She coached him on his disguise as a transsexual and at home, he began wearing clothing that varied from jeans which were almost unisex to skirts and dresses. Over the next month, they established his new identity as Laura and when he went to see the doctor and confessed he’d been taking hormones because inside he knew he was really a girl, his GP played hell with him but agreed to refer him to a gender clinic.

On the war front, the casualties continued to mount as did the propaganda, senior politicians regularly appeared on the telly saying how important it was to protect the oil supplies and everywhere they were heckled by mothers who’d lost sons or husbands in their cause.

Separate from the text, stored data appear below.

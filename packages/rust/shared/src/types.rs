//! Core domain types for harvested legislative records.

use serde::{Deserialize, Serialize};

use crate::error::{HarvestError, Result};

/// Checkpoint document holding the hearings backfill cursor.
pub const CHECKPOINT_DOCUMENT: &str = "federal/congressional";

/// Key of the congress-number cursor inside [`CHECKPOINT_DOCUMENT`].
pub const CONGRESS_NUMBER_KEY: &str = "congress-number";

/// Separator between id components. Components may not contain it.
const ID_SEPARATOR: char = '|';

// ---------------------------------------------------------------------------
// Chamber
// ---------------------------------------------------------------------------

/// A congressional chamber as used in committee listings.
#[derive(Debug, Clone, Copy, PartialEq, Eq, Hash, Serialize, Deserialize)]
#[serde(rename_all = "lowercase")]
pub enum Chamber {
    Senate,
    House,
    Joint,
}

impl Chamber {
    /// All chambers in catalog order.
    pub const ALL: [Chamber; 3] = [Chamber::Senate, Chamber::House, Chamber::Joint];

    /// Path segment used by the upstream committee browser.
    pub fn as_str(&self) -> &'static str {
        match self {
            Chamber::Senate => "senate",
            Chamber::House => "house",
            Chamber::Joint => "joint",
        }
    }
}

impl std::fmt::Display for Chamber {
    fn fmt(&self, f: &mut std::fmt::Formatter<'_>) -> std::fmt::Result {
        f.write_str(self.as_str())
    }
}

// ---------------------------------------------------------------------------
// RecordId
// ---------------------------------------------------------------------------

/// Stable, deterministic document id within an index.
///
/// Only constructible through the per-record-type constructors, which reject
/// empty components and components containing the `|` separator so two
/// distinct entities can never render to the same id.
#[derive(Debug, Clone, PartialEq, Eq, Hash, Serialize, Deserialize)]
#[serde(transparent)]
pub struct RecordId(String);

impl RecordId {
    /// Id of a hearing: the granule id when present, else the package id.
    pub fn hearing(granule_id: Option<&str>, package_id: Option<&str>) -> Result<Self> {
        let granule = granule_id.map(str::trim).filter(|s| !s.is_empty());
        let package = package_id.map(str::trim).filter(|s| !s.is_empty());

        let natural = granule.or(package).ok_or_else(|| {
            HarvestError::validation("hearing has neither granuleid nor packageid")
        })?;
        Ok(Self(natural.to_string()))
    }

    /// Id of a roster row: `<kind>|<district>|<name>|<party>`.
    pub fn roster(kind: RosterKind, district: &str, name: &str, party: &str) -> Result<Self> {
        let mut parts = vec![kind.code().to_string()];
        for (field, value) in [("district", district), ("name", name), ("party", party)] {
            let value = value.trim();
            if value.is_empty() {
                return Err(HarvestError::validation(format!(
                    "roster id: empty {field}"
                )));
            }
            if value.contains(ID_SEPARATOR) {
                return Err(HarvestError::validation(format!(
                    "roster id: {field} '{value}' contains '{ID_SEPARATOR}'"
                )));
            }
            parts.push(value.to_string());
        }
        Ok(Self(parts.join(&ID_SEPARATOR.to_string())))
    }

    /// Borrow the rendered id.
    pub fn as_str(&self) -> &str {
        &self.0
    }
}

impl std::fmt::Display for RecordId {
    fn fmt(&self, f: &mut std::fmt::Formatter<'_>) -> std::fmt::Result {
        f.write_str(&self.0)
    }
}

// ---------------------------------------------------------------------------
// HearingRecord
// ---------------------------------------------------------------------------

/// One hearing (granule or package) from a committee listing.
#[derive(Debug, Clone)]
pub struct HearingRecord {
    /// Natural id derived from the upstream granule/package id.
    pub id: RecordId,
    /// The upstream `nodeValue` object, stored verbatim.
    pub node: serde_json::Value,
}

impl HearingRecord {
    /// Build a record from an upstream `nodeValue` object.
    pub fn from_node(node: serde_json::Value) -> Result<Self> {
        let id = RecordId::hearing(
            node.get("granuleid").and_then(|v| v.as_str()),
            node.get("packageid").and_then(|v| v.as_str()),
        )?;
        Ok(Self { id, node })
    }

    /// Convert into an index upsert.
    pub fn into_op(self) -> IndexOp {
        IndexOp {
            id: self.id,
            document: serde_json::json!({ "obj": self.node }),
        }
    }
}

// ---------------------------------------------------------------------------
// RosterRecord
// ---------------------------------------------------------------------------

/// Which roster a member row came from.
#[derive(Debug, Clone, Copy, PartialEq, Eq, Serialize, Deserialize)]
pub enum RosterKind {
    /// House representative.
    #[serde(rename = "R")]
    Representative,
    /// Senator.
    #[serde(rename = "S")]
    Senator,
}

impl RosterKind {
    /// Single-letter code used in ids and documents.
    pub fn code(&self) -> &'static str {
        match self {
            RosterKind::Representative => "R",
            RosterKind::Senator => "S",
        }
    }
}

/// One elected member with their committee assignments.
#[derive(Debug, Clone, PartialEq, Serialize, Deserialize)]
pub struct RosterRecord {
    #[serde(rename = "Type")]
    pub kind: RosterKind,
    #[serde(rename = "District")]
    pub district: String,
    #[serde(rename = "Name")]
    pub name: String,
    #[serde(rename = "Party")]
    pub party: String,
    #[serde(rename = "Office Room")]
    pub office_room: String,
    #[serde(rename = "Phone")]
    pub phone: String,
    #[serde(rename = "Committee Assignment")]
    pub committees: Vec<String>,
}

impl RosterRecord {
    /// Stable id from kind, district, name and party.
    pub fn id(&self) -> Result<RecordId> {
        RecordId::roster(self.kind, &self.district, &self.name, &self.party)
    }

    /// Convert into an index upsert.
    pub fn into_op(self) -> Result<IndexOp> {
        let id = self.id()?;
        let obj = serde_json::to_value(&self)
            .map_err(|e| HarvestError::validation(format!("roster {id}: {e}")))?;
        Ok(IndexOp {
            id,
            document: serde_json::json!({ "obj": obj }),
        })
    }
}

// ---------------------------------------------------------------------------
// IndexBatch
// ---------------------------------------------------------------------------

/// A single upsert: replace the document stored under `id`.
#[derive(Debug, Clone)]
pub struct IndexOp {
    pub id: RecordId,
    pub document: serde_json::Value,
}

/// Ordered upserts bound for one index, flushed as a unit.
#[derive(Debug, Clone)]
pub struct IndexBatch {
    /// Target index name.
    pub index: String,
    /// Pending upserts in accumulation order.
    pub ops: Vec<IndexOp>,
}

impl IndexBatch {
    /// Create an empty batch for `index`.
    pub fn new(index: impl Into<String>) -> Self {
        Self {
            index: index.into(),
            ops: Vec::new(),
        }
    }

    pub fn push(&mut self, op: IndexOp) {
        self.ops.push(op);
    }

    pub fn len(&self) -> usize {
        self.ops.len()
    }

    pub fn is_empty(&self) -> bool {
        self.ops.is_empty()
    }

    /// Drop all pending ops, keeping the target index.
    pub fn clear(&mut self) {
        self.ops.clear();
    }
}
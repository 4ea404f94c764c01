//! Resumable, time-boxed hearings harvest.
//!
//! One run walks congress numbers from the stored checkpoint down to the
//! floor. For each number it fetches every committee listing, flushes the
//! collected hearings to the index, and then checks the wall-clock budget.
//! When the budget runs out the last processed number becomes the new
//! checkpoint; when the floor is reached the checkpoint resets to the current
//! congress so the next run starts a fresh sweep.
//!
//! Only three things are fatal: the checkpoint store failing, the committee
//! catalog being unavailable, and an index flush error. A failed listing
//! fetch is logged and skipped.

use std::time::Duration;

use legisharvest_extract::{CommitteeCatalog, HearingListing, parse_committee_catalog, parse_hearing_listing};
use legisharvest_fetch::Fetcher;
use legisharvest_shared::{
    AppConfig, CONGRESS_NUMBER_KEY, Chamber, HarvestError, IndexBatch, Result,
};
use legisharvest_storage::{BulkIndexer, CheckpointStore};
use tracing::{debug, info, instrument, warn};
use url::Url;
use uuid::Uuid;

use crate::clock::{Clock, SystemClock};
use crate::congress::{congress_number_from_year, next_range, resolve_checkpoint};

/// Committee browse page, relative to the govinfo base URL.
const CATALOG_PATH: &str = "browse/committee";

static SYSTEM_CLOCK: SystemClock = SystemClock;

// ---------------------------------------------------------------------------
// Config & results
// ---------------------------------------------------------------------------

/// Settings for one hearings run.
#[derive(Debug, Clone)]
pub struct HearingsConfig {
    /// Target index name.
    pub index: String,
    /// govinfo base URL (catalog and listings resolve against it).
    pub base_url: Url,
    /// Wall-clock budget for the run.
    pub time_budget: Duration,
    /// Oldest congress number visited (inclusive).
    pub floor: u32,
    /// Calendar year used to compute the current congress.
    pub current_year: i32,
}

In school people began to see changes in Laurence, his face began to look girlish and he was growing his hair, he was also growing his chest and his nipples itched like mad as they began to develop. Because of his lack of a male puberty, his body seemed to seize on the opportunity to have a female one and he grew more girlish by the month. He decided when he went back after the summer holidays he was going back as a girl and began to tell the school, who weren’t exactly happy but agreed to it.

So plans were made, and for his eighteenth birthday, he was going to come out to all his class. They’d organised a party at the local village hall and she’d chosen her outfit, had practiced her makeup, gestures, and everything else to be as feminine as possible. Sylvia felt a sadness as she lost her son, but a happiness that she might at least be able to retain a daughter.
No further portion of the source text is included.